▸ WORK REQUIRED
The answer must consist of every line in the records below that contains the string "titles".

[Opening EXTRACTED INFORMATION section]

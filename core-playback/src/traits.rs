//! # Catalog Abstractions
//!
//! The engine does not fetch or parse the catalog. It consumes:
//!
//! - a [`CatalogProvider`] supplying the ordered track list and, on demand,
//!   the real title of a track that still carries its placeholder;
//! - a [`UrlResolver`] mapping a track id to the locator handed to the
//!   `ResourceFactory`.
//!
//! ```rust
//! use core_playback::traits::{BaseUrlResolver, UrlResolver};
//! use core_playback::TrackId;
//!
//! let resolver = BaseUrlResolver::new("https://cdn.example.com/audio/");
//! assert_eq!(
//!     resolver.resolve(TrackId(12)),
//!     "https://cdn.example.com/audio/link.12.mp3"
//! );
//! ```

use crate::error::Result;
use crate::models::{Track, TrackId};
use async_trait::async_trait;
use std::collections::HashMap;

/// Source of tracks and titles.
///
/// `title` may be slow; the engine only calls it from background tasks.
#[async_trait]
pub trait CatalogProvider: Send + Sync {
    /// The full ordered track list.
    async fn tracks(&self) -> Result<Vec<Track>>;

    /// Real title for `id`, or `None` if the catalog has none.
    async fn title(&self, id: TrackId) -> Result<Option<String>>;
}

/// Maps a track id to a resource locator.
pub trait UrlResolver: Send + Sync {
    fn resolve(&self, id: TrackId) -> String;
}

impl<F> UrlResolver for F
where
    F: Fn(TrackId) -> String + Send + Sync,
{
    fn resolve(&self, id: TrackId) -> String {
        self(id)
    }
}

/// Joins a base URL and the catalog file name with a single `/`.
///
/// An empty base yields a relative locator (`link.{id}.mp3`).
#[derive(Debug, Clone, Default)]
pub struct BaseUrlResolver {
    base: String,
}

impl BaseUrlResolver {
    pub fn new(base: impl Into<String>) -> Self {
        Self { base: base.into() }
    }

    pub fn base(&self) -> &str {
        &self.base
    }
}

impl UrlResolver for BaseUrlResolver {
    fn resolve(&self, id: TrackId) -> String {
        let base = self.base.trim_end_matches('/');
        if base.is_empty() {
            id.file_name()
        } else {
            format!("{}/{}", base, id.file_name())
        }
    }
}

/// In-memory catalog.
#[derive(Debug, Clone, Default)]
pub struct StaticCatalog {
    tracks: Vec<Track>,
    titles: HashMap<TrackId, String>,
}

impl StaticCatalog {
    pub fn new(tracks: Vec<Track>) -> Self {
        Self {
            tracks,
            titles: HashMap::new(),
        }
    }

    /// Numbered placeholder tracks `first..=last`.
    pub fn numbered(first: u32, last: u32) -> Self {
        Self::new((first..=last).map(Track::new).collect())
    }

    pub fn with_title(mut self, id: impl Into<TrackId>, title: impl Into<String>) -> Self {
        self.titles.insert(id.into(), title.into());
        self
    }
}

#[async_trait]
impl CatalogProvider for StaticCatalog {
    async fn tracks(&self) -> Result<Vec<Track>> {
        Ok(self.tracks.clone())
    }

    async fn title(&self, id: TrackId) -> Result<Option<String>> {
        Ok(self.titles.get(&id).cloned())
    }
}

[Closing EXTRACTED INFORMATION section]

▸ ANSWER AREA
/// Source of tracks and titles.
    titles: HashMap<TrackId, String>,
            titles: HashMap::new(),
        self.titles.insert(id.into(), title.into());
        Ok(self.titles.get(&id).cloned())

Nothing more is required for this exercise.